What you are asked to do. What lines below hold the string "query"? Copy them all.

Stored data entries
□ □ □ □ □ □ □
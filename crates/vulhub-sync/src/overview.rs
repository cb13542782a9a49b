use chrono::NaiveDateTime;
use vulhub_api::{
    Environment, EnvironmentFilter, EnvironmentList, GroupedEnvironments, StatusList,
    SystemStatus,
};

/// Catalog entries with their flags corrected by the downloaded and running
/// lists, whichever of those are known.
#[must_use]
pub fn reconcile(
    catalog: &EnvironmentList,
    downloaded: Option<&StatusList>,
    running: Option<&StatusList>,
) -> Vec<Environment> {
    catalog
        .environments
        .iter()
        .map(|environment| {
            let mut environment = environment.clone();
            if let Some(running) = running {
                environment.running = running.contains(&environment.path);
            }
            if let Some(downloaded) = downloaded {
                environment.downloaded =
                    downloaded.contains(&environment.path) || environment.running;
            }
            environment
        })
        .collect()
}

/// Dashboard counters and the grouped environment list, derived from
/// whatever snapshots the cache currently holds.
#[derive(Debug, Clone, Default, PartialEq, Eq)]
pub struct Overview {
    pub system: Option<SystemStatus>,
    pub catalog_total: Option<usize>,
    pub downloaded_total: Option<usize>,
    pub running_total: Option<usize>,
    pub groups: GroupedEnvironments,
}

impl Overview {
    #[must_use]
    pub fn derive(
        system: Option<&SystemStatus>,
        catalog: Option<&EnvironmentList>,
        downloaded: Option<&StatusList>,
        running: Option<&StatusList>,
        filter: EnvironmentFilter,
        query: &str,
    ) -> Self {
        let groups = catalog
            .map(|catalog| {
                GroupedEnvironments::filtered(reconcile(catalog, downloaded, running), filter, query)
            })
            .unwrap_or_default();

        Self {
            system: system.cloned(),
            catalog_total: catalog.map(|list| list.environments.len()),
            downloaded_total: downloaded.map(|list| list.environments.len()),
            running_total: running.map(|list| list.environments.len()),
            groups,
        }
    }

    #[must_use]
    pub fn last_synced_at(&self) -> Option<NaiveDateTime> {
        self.system.as_ref()?.last_synced_at()
    }

    #[must_use]
    pub fn needs_sync(&self) -> bool {
        self.system
            .as_ref()
            .is_some_and(|system| system.need_sync || !system.initialized)
    }
}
□ □ □ □ □ □ □
Exercise response.
        query: &str,
                GroupedEnvironments::filtered(reconcile(catalog, downloaded, running), filter, query)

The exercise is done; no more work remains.